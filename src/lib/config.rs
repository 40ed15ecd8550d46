//! Filesystem layout and toolchain settings.

use std::path::{Component, Path, PathBuf};

use crate::cache::mirror_dir;

lazy_static::lazy_static! {
    /// Shared headers, relative to the shader root. Any of them going stale invalidates every
    /// shader cache lookup.
    pub static ref SHADER_INCLUDES: Vec<PathBuf> = [
        "Common.hlsli",
        "Material.hlsli",
        "Lighting.hlsli",
        "Bindless.hlsli",
    ]
    .into_iter()
    .map(PathBuf::from)
    .collect();
}

/// Environment variable overriding [BuildConfig::compiler].
pub const COMPILER_ENV: &str = "DXC_PATH";

#[derive(Clone, Debug, PartialEq)]
/// Where sources, artifacts and cache records live, and how the compiler is called.
pub struct BuildConfig {
    /// Raw shaders, templates and shared includes.
    pub shader_root: PathBuf,
    /// Material graph files.
    pub materials_root: PathBuf,
    /// Persistent artifacts.
    pub compiled_root: PathBuf,
    /// Artifacts of interactive builds.
    pub scratch_root: PathBuf,
    /// Substituted template sources.
    pub generated_root: PathBuf,
    #[allow(missing_docs)]
    pub shader_cache_root: PathBuf,
    #[allow(missing_docs)]
    pub material_cache_root: PathBuf,
    /// Compiler executable.
    pub compiler: PathBuf,
    /// SPIR-V target environment.
    pub target_env: String,
    /// Include set, relative to [BuildConfig::shader_root].
    pub includes: Vec<PathBuf>,
    /// Include search directories.
    pub include_dirs: Vec<PathBuf>,
}

impl Default for BuildConfig {
    fn default() -> Self {
        Self::rooted("")
    }
}

impl BuildConfig {
    /// Default layout rebased under `root`.
    pub fn rooted(root: impl AsRef<Path>) -> Self {
        let root = root.as_ref();
        let shader_root = root.join("Shaders");

        Self {
            materials_root: root.join("Materials"),
            compiled_root: root.join("Compiled/Shaders"),
            scratch_root: root.join("Temp/Shaders"),
            generated_root: root.join("Temp/Generated"),
            shader_cache_root: root.join("Cache/Shaders"),
            material_cache_root: root.join("Cache/Materials"),
            compiler: PathBuf::from("dxc"),
            target_env: String::from("vulkan1.2"),
            includes: SHADER_INCLUDES.clone(),
            include_dirs: vec![shader_root.clone()],
            shader_root,
        }
    }

    /// Default layout with environment overrides applied.
    pub fn from_env() -> Self {
        let mut config = Self::default();

        if let Some(compiler) = std::env::var_os(COMPILER_ENV) {
            config.compiler = compiler.into();
        }

        config
    }

    /// Include set resolved against the shader root.
    pub fn include_paths(&self) -> Vec<PathBuf> {
        self.includes
            .iter()
            .map(|include| self.shader_root.join(include))
            .collect()
    }

    /// Artifact of a raw shader, mirroring the source's location under the shader root.
    pub fn shader_artifact(&self, source: &Path, name: &str, macro_hash: u64) -> PathBuf {
        self.compiled_root
            .join(mirror_dir(source, &self.shader_root))
            .join(artifact_name(name, macro_hash, "spv"))
    }

    /// Artifact of a material variant. Persistent artifacts go to the compiled tree, the others
    /// to the scratch tree.
    pub fn material_artifact(
        &self,
        material: &Path,
        name: &str,
        macro_hash: u64,
        persistent: bool,
    ) -> PathBuf {
        let root = if persistent {
            &self.compiled_root
        } else {
            &self.scratch_root
        };

        root.join(logical_components(material).collect::<PathBuf>())
            .join(artifact_name(name, macro_hash, "spv"))
    }

    /// Substituted source of a material variant.
    pub fn generated_source(&self, material: &Path, name: &str, macro_hash: u64) -> PathBuf {
        let stem = logical_components(material).collect::<Vec<_>>().join("_");

        self.generated_root
            .join(artifact_name(&format!("{stem}_{name}"), macro_hash, "hlsl"))
    }
}

fn artifact_name(name: &str, macro_hash: u64, extension: &str) -> String {
    format!("{name}_{macro_hash:016x}.{extension}")
}

/// Plain components of a material's logical path, extension dropped.
fn logical_components(material: &Path) -> impl Iterator<Item = String> + '_ {
    let stem = material.file_stem();
    let count = material.components().count();

    material
        .components()
        .enumerate()
        .filter_map(move |(index, component)| match component {
            Component::Normal(_) if index + 1 == count => stem,
            Component::Normal(part) => Some(part),
            _ => None,
        })
        .map(|part| part.to_string_lossy().into_owned())
}

#[cfg(test)]
mod test {
    use super::*;

    #[test]
    fn default_layout() {
        let config = BuildConfig::default();

        assert_eq!(config.shader_root, PathBuf::from("Shaders"));
        assert_eq!(config.materials_root, PathBuf::from("Materials"));
        assert_eq!(config.compiled_root, PathBuf::from("Compiled/Shaders"));
        assert_eq!(config.shader_cache_root, PathBuf::from("Cache/Shaders"));
        assert_eq!(config.include_dirs, vec![PathBuf::from("Shaders")]);
        assert_eq!(config.target_env, "vulkan1.2");
        assert_eq!(
            config.include_paths()[1],
            PathBuf::from("Shaders/Material.hlsli")
        );
    }

    #[test]
    fn rooted_layout() {
        let config = BuildConfig::rooted("/work");

        assert_eq!(config.scratch_root, PathBuf::from("/work/Temp/Shaders"));
        assert_eq!(config.materials_root, PathBuf::from("/work/Materials"));
        assert_eq!(
            config.material_cache_root,
            PathBuf::from("/work/Cache/Materials")
        );
        assert_eq!(config.include_dirs, vec![PathBuf::from("/work/Shaders")]);
    }

    #[test]
    fn artifact_paths() {
        let config = BuildConfig::default();

        assert_eq!(
            config.shader_artifact(Path::new("Shaders/Post/Bloom.hlsl"), "Bloom", 0xab),
            PathBuf::from("Compiled/Shaders/Post/Bloom_00000000000000ab.spv")
        );

        let material = Path::new("Materials/Brick.mat");
        assert_eq!(
            config.material_artifact(material, "ForwardPS", 1, true),
            PathBuf::from("Compiled/Shaders/Materials/Brick/ForwardPS_0000000000000001.spv")
        );
        assert_eq!(
            config.material_artifact(material, "ForwardPS", 1, false),
            PathBuf::from("Temp/Shaders/Materials/Brick/ForwardPS_0000000000000001.spv")
        );
        assert_eq!(
            config.generated_source(material, "ForwardPS", 1),
            PathBuf::from("Temp/Generated/Materials_Brick_ForwardPS_0000000000000001.hlsl")
        );
    }
}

###

__ABOUT THIS TASK__
The answer should contain every line of the data, unchanged.

__RESPONSE TO THIS EXERCISE__
filename src/lib/config.rs
repository 40ed15ecd8550d46
//! Filesystem layout and toolchain settings.

use std::path::{Component, Path, PathBuf};

use crate::cache::mirror_dir;

lazy_static::lazy_static! {
    /// Shared headers, relative to the shader root. Any of them going stale invalidates every
    /// shader cache lookup.
    pub static ref SHADER_INCLUDES: Vec<PathBuf> = [
        "Common.hlsli",
        "Material.hlsli",
        "Lighting.hlsli",
        "Bindless.hlsli",
    ]
    .into_iter()
    .map(PathBuf::from)
    .collect();
}

/// Environment variable overriding [BuildConfig::compiler].
pub const COMPILER_ENV: &str = "DXC_PATH";

#[derive(Clone, Debug, PartialEq)]
/// Where sources, artifacts and cache records live, and how the compiler is called.
pub struct BuildConfig {
    /// Raw shaders, templates and shared includes.
    pub shader_root: PathBuf,
    /// Material graph files.
    pub materials_root: PathBuf,
    /// Persistent artifacts.
    pub compiled_root: PathBuf,
    /// Artifacts of interactive builds.
    pub scratch_root: PathBuf,
    /// Substituted template sources.
    pub generated_root: PathBuf,
    #[allow(missing_docs)]
    pub shader_cache_root: PathBuf,
    #[allow(missing_docs)]
    pub material_cache_root: PathBuf,
    /// Compiler executable.
    pub compiler: PathBuf,
    /// SPIR-V target environment.
    pub target_env: String,
    /// Include set, relative to [BuildConfig::shader_root].
    pub includes: Vec<PathBuf>,
    /// Include search directories.
    pub include_dirs: Vec<PathBuf>,
}

impl Default for BuildConfig {
    fn default() -> Self {
        Self::rooted("")
    }
}

impl BuildConfig {
    /// Default layout rebased under `root`.
    pub fn rooted(root: impl AsRef<Path>) -> Self {
        let root = root.as_ref();
        let shader_root = root.join("Shaders");

        Self {
            materials_root: root.join("Materials"),
            compiled_root: root.join("Compiled/Shaders"),
            scratch_root: root.join("Temp/Shaders"),
            generated_root: root.join("Temp/Generated"),
            shader_cache_root: root.join("Cache/Shaders"),
            material_cache_root: root.join("Cache/Materials"),
            compiler: PathBuf::from("dxc"),
            target_env: String::from("vulkan1.2"),
            includes: SHADER_INCLUDES.clone(),
            include_dirs: vec![shader_root.clone()],
            shader_root,
        }
    }

    /// Default layout with environment overrides applied.
    pub fn from_env() -> Self {
        let mut config = Self::default();

        if let Some(compiler) = std::env::var_os(COMPILER_ENV) {
            config.compiler = compiler.into();
        }

        config
    }

    /// Include set resolved against the shader root.
    pub fn include_paths(&self) -> Vec<PathBuf> {
        self.includes
            .iter()
            .map(|include| self.shader_root.join(include))
            .collect()
    }

    /// Artifact of a raw shader, mirroring the source's location under the shader root.
    pub fn shader_artifact(&self, source: &Path, name: &str, macro_hash: u64) -> PathBuf {
        self.compiled_root
            .join(mirror_dir(source, &self.shader_root))
            .join(artifact_name(name, macro_hash, "spv"))
    }

    /// Artifact of a material variant. Persistent artifacts go to the compiled tree, the others
    /// to the scratch tree.
    pub fn material_artifact(
        &self,
        material: &Path,
        name: &str,
        macro_hash: u64,
        persistent: bool,
    ) -> PathBuf {
        let root = if persistent {
            &self.compiled_root
        } else {
            &self.scratch_root
        };

        root.join(logical_components(material).collect::<PathBuf>())
            .join(artifact_name(name, macro_hash, "spv"))
    }

    /// Substituted source of a material variant.
    pub fn generated_source(&self, material: &Path, name: &str, macro_hash: u64) -> PathBuf {
        let stem = logical_components(material).collect::<Vec<_>>().join("_");

        self.generated_root
            .join(artifact_name(&format!("{stem}_{name}"), macro_hash, "hlsl"))
    }
}

fn artifact_name(name: &str, macro_hash: u64, extension: &str) -> String {
    format!("{name}_{macro_hash:016x}.{extension}")
}

/// Plain components of a material's logical path, extension dropped.
fn logical_components(material: &Path) -> impl Iterator<Item = String> + '_ {
    let stem = material.file_stem();
    let count = material.components().count();

    material
        .components()
        .enumerate()
        .filter_map(move |(index, component)| match component {
            Component::Normal(_) if index + 1 == count => stem,
            Component::Normal(part) => Some(part),
            _ => None,
        })
        .map(|part| part.to_string_lossy().into_owned())
}

#[cfg(test)]
mod test {
    use super::*;

    #[test]
    fn default_layout() {
        let config = BuildConfig::default();

        assert_eq!(config.shader_root, PathBuf::from("Shaders"));
        assert_eq!(config.materials_root, PathBuf::from("Materials"));
        assert_eq!(config.compiled_root, PathBuf::from("Compiled/Shaders"));
        assert_eq!(config.shader_cache_root, PathBuf::from("Cache/Shaders"));
        assert_eq!(config.include_dirs, vec![PathBuf::from("Shaders")]);
        assert_eq!(config.target_env, "vulkan1.2");
        assert_eq!(
            config.include_paths()[1],
            PathBuf::from("Shaders/Material.hlsli")
        );
    }

    #[test]
    fn rooted_layout() {
        let config = BuildConfig::rooted("/work");

        assert_eq!(config.scratch_root, PathBuf::from("/work/Temp/Shaders"));
        assert_eq!(config.materials_root, PathBuf::from("/work/Materials"));
        assert_eq!(
            config.material_cache_root,
            PathBuf::from("/work/Cache/Materials")
        );
        assert_eq!(config.include_dirs, vec![PathBuf::from("/work/Shaders")]);
    }

    #[test]
    fn artifact_paths() {
        let config = BuildConfig::default();

        assert_eq!(
            config.shader_artifact(Path::new("Shaders/Post/Bloom.hlsl"), "Bloom", 0xab),
            PathBuf::from("Compiled/Shaders/Post/Bloom_00000000000000ab.spv")
        );

        let material = Path::new("Materials/Brick.mat");
        assert_eq!(
            config.material_artifact(material, "ForwardPS", 1, true),
            PathBuf::from("Compiled/Shaders/Materials/Brick/ForwardPS_0000000000000001.spv")
        );
        assert_eq!(
            config.material_artifact(material, "ForwardPS", 1, false),
            PathBuf::from("Temp/Shaders/Materials/Brick/ForwardPS_0000000000000001.spv")
        );
        assert_eq!(
            config.generated_source(material, "ForwardPS", 1),
            PathBuf::from("Temp/Generated/Materials_Brick_ForwardPS_0000000000000001.hlsl")
        );
    }
}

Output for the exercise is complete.